Stored data:
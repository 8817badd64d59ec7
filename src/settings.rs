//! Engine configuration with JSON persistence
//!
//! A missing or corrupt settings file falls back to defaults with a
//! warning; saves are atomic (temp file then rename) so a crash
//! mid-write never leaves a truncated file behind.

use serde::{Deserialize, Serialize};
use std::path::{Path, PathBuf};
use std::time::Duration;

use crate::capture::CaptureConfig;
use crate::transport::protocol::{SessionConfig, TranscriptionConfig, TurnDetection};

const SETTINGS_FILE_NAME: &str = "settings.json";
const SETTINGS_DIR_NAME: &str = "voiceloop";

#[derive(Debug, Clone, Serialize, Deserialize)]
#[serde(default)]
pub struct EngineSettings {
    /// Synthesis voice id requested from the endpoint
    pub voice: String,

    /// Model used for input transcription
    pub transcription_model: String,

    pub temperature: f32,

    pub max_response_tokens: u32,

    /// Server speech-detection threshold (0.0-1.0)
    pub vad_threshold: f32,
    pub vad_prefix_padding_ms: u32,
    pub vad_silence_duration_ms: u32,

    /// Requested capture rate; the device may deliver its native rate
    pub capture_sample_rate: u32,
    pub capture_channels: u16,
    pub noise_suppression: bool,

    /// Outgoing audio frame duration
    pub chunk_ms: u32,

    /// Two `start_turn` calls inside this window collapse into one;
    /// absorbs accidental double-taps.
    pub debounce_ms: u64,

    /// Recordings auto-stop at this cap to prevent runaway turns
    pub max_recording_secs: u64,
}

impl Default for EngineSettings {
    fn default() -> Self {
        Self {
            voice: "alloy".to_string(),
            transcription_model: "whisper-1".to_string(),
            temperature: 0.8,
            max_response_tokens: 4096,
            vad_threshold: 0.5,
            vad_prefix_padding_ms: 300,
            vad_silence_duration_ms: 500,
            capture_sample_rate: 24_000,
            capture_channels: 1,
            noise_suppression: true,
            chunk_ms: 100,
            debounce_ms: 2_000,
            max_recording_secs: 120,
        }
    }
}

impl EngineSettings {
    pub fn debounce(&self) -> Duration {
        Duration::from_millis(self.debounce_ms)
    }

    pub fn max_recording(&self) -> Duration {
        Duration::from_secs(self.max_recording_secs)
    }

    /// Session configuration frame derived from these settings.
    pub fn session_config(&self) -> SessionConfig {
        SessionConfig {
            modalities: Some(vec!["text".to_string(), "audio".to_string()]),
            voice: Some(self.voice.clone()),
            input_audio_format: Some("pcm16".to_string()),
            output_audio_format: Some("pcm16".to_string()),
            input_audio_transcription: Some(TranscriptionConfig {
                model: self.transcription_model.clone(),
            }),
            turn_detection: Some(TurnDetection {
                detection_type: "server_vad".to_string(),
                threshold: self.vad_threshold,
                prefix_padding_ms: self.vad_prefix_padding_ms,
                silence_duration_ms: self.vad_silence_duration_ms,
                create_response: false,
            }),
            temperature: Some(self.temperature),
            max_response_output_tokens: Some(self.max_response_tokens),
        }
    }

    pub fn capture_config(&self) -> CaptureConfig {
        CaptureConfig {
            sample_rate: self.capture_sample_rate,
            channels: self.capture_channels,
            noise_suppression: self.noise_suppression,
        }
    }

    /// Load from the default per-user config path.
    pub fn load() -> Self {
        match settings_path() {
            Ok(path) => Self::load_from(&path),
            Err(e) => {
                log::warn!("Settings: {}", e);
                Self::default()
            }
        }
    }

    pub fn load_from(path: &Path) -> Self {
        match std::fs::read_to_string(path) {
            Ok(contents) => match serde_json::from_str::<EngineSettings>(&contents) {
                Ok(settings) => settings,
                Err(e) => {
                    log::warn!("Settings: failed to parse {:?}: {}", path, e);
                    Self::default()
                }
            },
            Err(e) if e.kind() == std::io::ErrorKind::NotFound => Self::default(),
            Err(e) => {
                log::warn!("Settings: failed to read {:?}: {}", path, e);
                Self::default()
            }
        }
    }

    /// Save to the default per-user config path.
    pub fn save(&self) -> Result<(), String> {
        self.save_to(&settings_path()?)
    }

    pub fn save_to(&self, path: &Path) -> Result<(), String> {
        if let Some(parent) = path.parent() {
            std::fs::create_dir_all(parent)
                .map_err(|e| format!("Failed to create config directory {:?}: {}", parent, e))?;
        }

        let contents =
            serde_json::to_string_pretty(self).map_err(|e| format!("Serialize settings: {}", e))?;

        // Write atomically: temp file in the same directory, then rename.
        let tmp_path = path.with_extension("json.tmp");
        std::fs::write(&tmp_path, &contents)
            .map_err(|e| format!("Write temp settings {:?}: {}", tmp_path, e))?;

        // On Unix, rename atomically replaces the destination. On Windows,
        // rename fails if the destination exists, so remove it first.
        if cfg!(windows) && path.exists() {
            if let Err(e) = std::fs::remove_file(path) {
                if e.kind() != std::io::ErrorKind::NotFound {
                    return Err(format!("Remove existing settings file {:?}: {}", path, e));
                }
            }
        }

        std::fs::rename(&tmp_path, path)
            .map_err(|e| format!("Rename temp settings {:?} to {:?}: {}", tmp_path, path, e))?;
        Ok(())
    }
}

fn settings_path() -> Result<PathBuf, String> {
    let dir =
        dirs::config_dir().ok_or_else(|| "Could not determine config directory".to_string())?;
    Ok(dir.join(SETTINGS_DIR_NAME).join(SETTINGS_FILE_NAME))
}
---
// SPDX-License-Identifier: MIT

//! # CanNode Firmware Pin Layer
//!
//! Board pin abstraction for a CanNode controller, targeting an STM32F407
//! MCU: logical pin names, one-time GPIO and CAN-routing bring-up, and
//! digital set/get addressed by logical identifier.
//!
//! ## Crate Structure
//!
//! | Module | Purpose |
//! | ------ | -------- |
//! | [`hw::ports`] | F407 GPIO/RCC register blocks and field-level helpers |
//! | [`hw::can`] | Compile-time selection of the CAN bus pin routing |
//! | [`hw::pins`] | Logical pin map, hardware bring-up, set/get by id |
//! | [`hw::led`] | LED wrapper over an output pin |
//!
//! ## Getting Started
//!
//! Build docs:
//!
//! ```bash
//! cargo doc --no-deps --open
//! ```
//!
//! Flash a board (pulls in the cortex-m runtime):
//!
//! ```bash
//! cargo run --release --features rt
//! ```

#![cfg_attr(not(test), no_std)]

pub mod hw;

Work required
Among the records above, only the lines between the line holding "CAN-routing bring-up, and" and the line holding "pub mod hw;", inclusive, are to be output, exactly as written.

Task response
//! MCU: logical pin names, one-time GPIO and CAN-routing bring-up, and
//! digital set/get addressed by logical identifier.
//!
//! ## Crate Structure
//!
//! | Module | Purpose |
//! | ------ | -------- |
//! | [`hw::ports`] | F407 GPIO/RCC register blocks and field-level helpers |
//! | [`hw::can`] | Compile-time selection of the CAN bus pin routing |
//! | [`hw::pins`] | Logical pin map, hardware bring-up, set/get by id |
//! | [`hw::led`] | LED wrapper over an output pin |
//!
//! ## Getting Started
//!
//! Build docs:
//!
//! ```bash
//! cargo doc --no-deps --open
//! ```
//!
//! Flash a board (pulls in the cortex-m runtime):
//!
//! ```bash
//! cargo run --release --features rt
//! ```

#![cfg_attr(not(test), no_std)]

pub mod hw;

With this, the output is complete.